* [Required work]
Working through the entries below, find how many lines include "Some", then write only that number.

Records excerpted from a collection

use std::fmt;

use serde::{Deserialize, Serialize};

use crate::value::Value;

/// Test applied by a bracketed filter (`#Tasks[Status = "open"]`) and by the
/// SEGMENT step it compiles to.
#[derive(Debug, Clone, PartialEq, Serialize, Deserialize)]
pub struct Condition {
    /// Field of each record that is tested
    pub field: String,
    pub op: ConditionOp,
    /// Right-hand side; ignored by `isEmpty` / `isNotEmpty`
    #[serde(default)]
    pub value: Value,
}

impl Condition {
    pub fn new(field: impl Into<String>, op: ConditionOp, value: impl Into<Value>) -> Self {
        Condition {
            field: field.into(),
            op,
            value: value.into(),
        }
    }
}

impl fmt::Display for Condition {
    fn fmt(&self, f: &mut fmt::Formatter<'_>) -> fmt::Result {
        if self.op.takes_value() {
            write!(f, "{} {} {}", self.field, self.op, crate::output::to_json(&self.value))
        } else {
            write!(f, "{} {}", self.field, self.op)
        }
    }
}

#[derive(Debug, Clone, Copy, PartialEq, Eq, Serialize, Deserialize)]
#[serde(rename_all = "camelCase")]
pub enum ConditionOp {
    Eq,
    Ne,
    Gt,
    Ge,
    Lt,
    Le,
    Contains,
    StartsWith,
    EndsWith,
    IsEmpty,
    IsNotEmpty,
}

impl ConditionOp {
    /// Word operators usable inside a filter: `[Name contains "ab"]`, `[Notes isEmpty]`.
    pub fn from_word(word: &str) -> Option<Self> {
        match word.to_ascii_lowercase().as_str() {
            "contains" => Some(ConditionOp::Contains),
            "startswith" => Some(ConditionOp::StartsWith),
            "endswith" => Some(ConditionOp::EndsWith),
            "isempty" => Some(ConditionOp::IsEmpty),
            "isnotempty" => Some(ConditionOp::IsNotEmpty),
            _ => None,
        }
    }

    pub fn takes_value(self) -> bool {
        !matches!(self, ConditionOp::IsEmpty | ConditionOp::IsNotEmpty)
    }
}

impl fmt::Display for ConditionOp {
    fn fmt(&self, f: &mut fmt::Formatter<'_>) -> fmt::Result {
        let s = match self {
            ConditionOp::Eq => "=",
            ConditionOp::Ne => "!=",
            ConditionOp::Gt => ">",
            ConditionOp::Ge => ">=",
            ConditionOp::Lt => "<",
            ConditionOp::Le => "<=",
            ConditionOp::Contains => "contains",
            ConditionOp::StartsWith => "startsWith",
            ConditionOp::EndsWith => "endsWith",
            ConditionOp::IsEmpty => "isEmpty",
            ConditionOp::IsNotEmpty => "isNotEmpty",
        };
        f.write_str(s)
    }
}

* [Written answer]
5